Mohammad Tawkir Islam's debut, released quietly last November with little marketing, is set in a remote stretch of southern Khulna, where a village is cut off as floodwaters rise after a change in government.
On paper this reads like festival-circuit material, worthy, probably slow, easy to skip. It already played Rotterdam, in fact, before any of this Kashyap business started. But the premise undersells what the film actually does with its setting.
A young man named Partho, from a travelling jatra troupe, and his fraying relationship with a woman called Nupur- that's most of the plot.
There isn't a second plot underneath it building toward some larger reveal.
What Kashyap responded to, in his own comment, was how the film shows power working at a scale small enough that you'd almost miss it: a flooded courtyard, a rationed boat, someone deciding whose house gets reached first.
He wrote that it felt like watching a neighbouring village's actual life, not a story built for effect.
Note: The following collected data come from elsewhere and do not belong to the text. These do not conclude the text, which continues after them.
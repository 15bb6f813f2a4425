use std::sync::Arc;

use axum::{
    extract::{Path, State},
    http::{HeaderMap, StatusCode},
    response::{IntoResponse, Response},
    routing::{get, post},
    Json, Router,
};
use chrono::{DateTime, Utc};
use serde::Deserialize;
use serde_json::json;

use super::dates;
use super::domain::{
    ApplicationId, CollaborationId, CollaborationPatch, HistoryNote, NewCollaboration, UserId,
};
use super::notify::NotificationGateway;
use super::repository::CollaborationStore;
use super::service::CollaborationService;

/// Header carrying the authenticated student's id, set by the upstream auth layer.
pub const USER_ID_HEADER: &str = "x-user-id";

/// Router builder exposing the collaboration workflow over HTTP.
pub fn collaboration_router<R, N>(service: Arc<CollaborationService<R, N>>) -> Router
where
    R: CollaborationStore + 'static,
    N: NotificationGateway + 'static,
{
    Router::new()
        .route(
            "/api/v1/applications/:application_id/collaborations",
            get(list_handler::<R, N>),
        )
        .route("/api/v1/collaborations", post(create_handler::<R, N>))
        .route(
            "/api/v1/collaborations/:id",
            get(get_handler::<R, N>)
                .patch(update_handler::<R, N>)
                .delete(delete_handler::<R, N>),
        )
        .route(
            "/api/v1/collaborations/:id/history",
            get(history_handler::<R, N>).post(add_history_handler::<R, N>),
        )
        .route(
            "/api/v1/collaborations/:id/invite",
            post(invite_handler::<R, N>),
        )
        .route(
            "/api/v1/collaborations/:id/invite/resend",
            post(resend_handler::<R, N>),
        )
        .route(
            "/api/v1/collaborations/:id/invite/schedule",
            post(schedule_handler::<R, N>),
        )
        .with_state(service)
}

#[derive(Debug, Deserialize)]
#[serde(rename_all = "camelCase")]
pub(crate) struct ScheduleRequest {
    #[serde(deserialize_with = "dates::datetime")]
    scheduled_for: DateTime<Utc>,
}

fn owner(headers: &HeaderMap) -> Result<UserId, Response> {
    headers
        .get(USER_ID_HEADER)
        .and_then(|value| value.to_str().ok())
        .and_then(|value| value.trim().parse::<i64>().ok())
        .map(UserId)
        .ok_or_else(|| {
            let payload = json!({ "error": "missing or invalid x-user-id header" });
            (StatusCode::UNAUTHORIZED, Json(payload)).into_response()
        })
}

pub(crate) async fn list_handler<R, N>(
    State(service): State<Arc<CollaborationService<R, N>>>,
    Path(application_id): Path<i64>,
    headers: HeaderMap,
) -> Response
where
    R: CollaborationStore + 'static,
    N: NotificationGateway + 'static,
{
    let owner = match owner(&headers) {
        Ok(owner) => owner,
        Err(response) => return response,
    };
    match service.list_for_application(ApplicationId(application_id), owner) {
        Ok(views) => (StatusCode::OK, Json(views)).into_response(),
        Err(err) => err.into_response(),
    }
}

pub(crate) async fn create_handler<R, N>(
    State(service): State<Arc<CollaborationService<R, N>>>,
    headers: HeaderMap,
    Json(input): Json<NewCollaboration>,
) -> Response
where
    R: CollaborationStore + 'static,
    N: NotificationGateway + 'static,
{
    let owner = match owner(&headers) {
        Ok(owner) => owner,
        Err(response) => return response,
    };
    match service.create(owner, input) {
        Ok(view) => (StatusCode::CREATED, Json(view)).into_response(),
        Err(err) => err.into_response(),
    }
}

pub(crate) async fn get_handler<R, N>(
    State(service): State<Arc<CollaborationService<R, N>>>,
    Path(id): Path<i64>,
    headers: HeaderMap,
) -> Response
where
    R: CollaborationStore + 'static,
    N: NotificationGateway + 'static,
{
    let owner = match owner(&headers) {
        Ok(owner) => owner,
        Err(response) => return response,
    };
    match service.get(CollaborationId(id), owner) {
        Ok(view) => (StatusCode::OK, Json(view)).into_response(),
        Err(err) => err.into_response(),
    }
}

pub(crate) async fn update_handler<R, N>(
    State(service): State<Arc<CollaborationService<R, N>>>,
    Path(id): Path<i64>,
    headers: HeaderMap,
    Json(patch): Json<CollaborationPatch>,
) -> Response
where
    R: CollaborationStore + 'static,
    N: NotificationGateway + 'static,
{
    let owner = match owner(&headers) {
        Ok(owner) => owner,
        Err(response) => return response,
    };
    match service.update(CollaborationId(id), owner, patch) {
        Ok(view) => (StatusCode::OK, Json(view)).into_response(),
        Err(err) => err.into_response(),
    }
}

pub(crate) async fn delete_handler<R, N>(
    State(service): State<Arc<CollaborationService<R, N>>>,
    Path(id): Path<i64>,
    headers: HeaderMap,
) -> Response
where
    R: CollaborationStore + 'static,
    N: NotificationGateway + 'static,
{
    let owner = match owner(&headers) {
        Ok(owner) => owner,
        Err(response) => return response,
    };
    match service.delete(CollaborationId(id), owner) {
        Ok(()) => StatusCode::NO_CONTENT.into_response(),
        Err(err) => err.into_response(),
    }
}

pub(crate) async fn history_handler<R, N>(
    State(service): State<Arc<CollaborationService<R, N>>>,
    Path(id): Path<i64>,
    headers: HeaderMap,
) -> Response
where
    R: CollaborationStore + 'static,
    N: NotificationGateway + 'static,
{
    let owner = match owner(&headers) {
        Ok(owner) => owner,
        Err(response) => return response,
    };
    match service.history(CollaborationId(id), owner) {
        Ok(entries) => (StatusCode::OK, Json(entries)).into_response(),
        Err(err) => err.into_response(),
    }
}

pub(crate) async fn add_history_handler<R, N>(
    State(service): State<Arc<CollaborationService<R, N>>>,
    Path(id): Path<i64>,
    headers: HeaderMap,
    Json(note): Json<HistoryNote>,
) -> Response
where
    R: CollaborationStore + 'static,
    N: NotificationGateway + 'static,
{
    let owner = match owner(&headers) {
        Ok(owner) => owner,
        Err(response) => return response,
    };
    match service.add_history(CollaborationId(id), owner, note) {
        Ok(entry) => (StatusCode::CREATED, Json(entry)).into_response(),
        Err(err) => err.into_response(),
    }
}

pub(crate) async fn invite_handler<R, N>(
    State(service): State<Arc<CollaborationService<R, N>>>,
    Path(id): Path<i64>,
    headers: HeaderMap,
) -> Response
where
    R: CollaborationStore + 'static,
    N: NotificationGateway + 'static,
{
    let owner = match owner(&headers) {
        Ok(owner) => owner,
        Err(response) => return response,
    };
    match service.send_invitation(CollaborationId(id), owner).await {
        Ok(invite) => (StatusCode::CREATED, Json(invite)).into_response(),
        Err(err) => err.into_response(),
    }
}

pub(crate) async fn resend_handler<R, N>(
    State(service): State<Arc<CollaborationService<R, N>>>,
    Path(id): Path<i64>,
    headers: HeaderMap,
) -> Response
where
    R: CollaborationStore + 'static,
    N: NotificationGateway + 'static,
{
    let owner = match owner(&headers) {
        Ok(owner) => owner,
        Err(response) => return response,
    };
    match service.resend_invitation(CollaborationId(id), owner).await {
        Ok(invite) => (StatusCode::OK, Json(invite)).into_response(),
        Err(err) => err.into_response(),
    }
}

pub(crate) async fn schedule_handler<R, N>(
    State(service): State<Arc<CollaborationService<R, N>>>,
    Path(id): Path<i64>,
    headers: HeaderMap,
    Json(request): Json<ScheduleRequest>,
) -> Response
where
    R: CollaborationStore + 'static,
    N: NotificationGateway + 'static,
{
    let owner = match owner(&headers) {
        Ok(owner) => owner,
        Err(response) => return response,
    };
    match service.schedule_invitation(CollaborationId(id), owner, request.scheduled_for) {
        Ok(invite) => (StatusCode::CREATED, Json(invite)).into_response(),
        Err(err) => err.into_response(),
    }
}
That's a specific kind of compliment, and it's earned.
Most films about displacement go wide, with aerial shots and a chorus of suffering meant to hit you all at once. Delupi stays inside the four or five relationships that make up the village and lets the flood sit in the background, present but not doing the emotional work.
The real subject is what the water reveals about people who had no power even before it arrived.
This is exactly why the film is worth two hours of anyone's time, whether or not the name Kashyap means anything to you. It doesn't ask you to know Bangladeshi politics or care about climate migration as an issue before you sit down.
It gives you two people and a boat and lets the stakes build from there, which is a harder trick than it sounds and one most films with far bigger budgets fail at.
If you've ever wondered what a flood actually does to a household beyond the water damage, what it does to who has to ask whom for help, and who gets to say no, this is the film that shows rather than explains it. There's no score swelling to tell you when to feel something.
You feel it, later, once you've noticed the boat scene again in your head.
The way Kashyap ended up watching it is its own small story.
Islam had hoped he'd catch it at Rotterdam. That didn't happen, so he just sent the film to Kashyap directly, no agent, no formal channel, just one filmmaker reaching another. It shouldn't have worked. It did. Kashyap didn't stop at praise; he moved to take on the film's international distribution, and there's talk of more collaboration between them down the line. However, neither side has said what yet.
None of this changes what's actually on screen, and maybe that's the point worth sitting with. A distribution deal gets a film into more theatres and more conversations, which matters for an independent Bangladeshi production trying to survive past its festival run. But nobody in that flooded courtyard knows their story is now attached to a Bollywood name. They're just trying to figure out who gets the boat first this time. Watch it before the marketing catches up to what the film already knows about itself.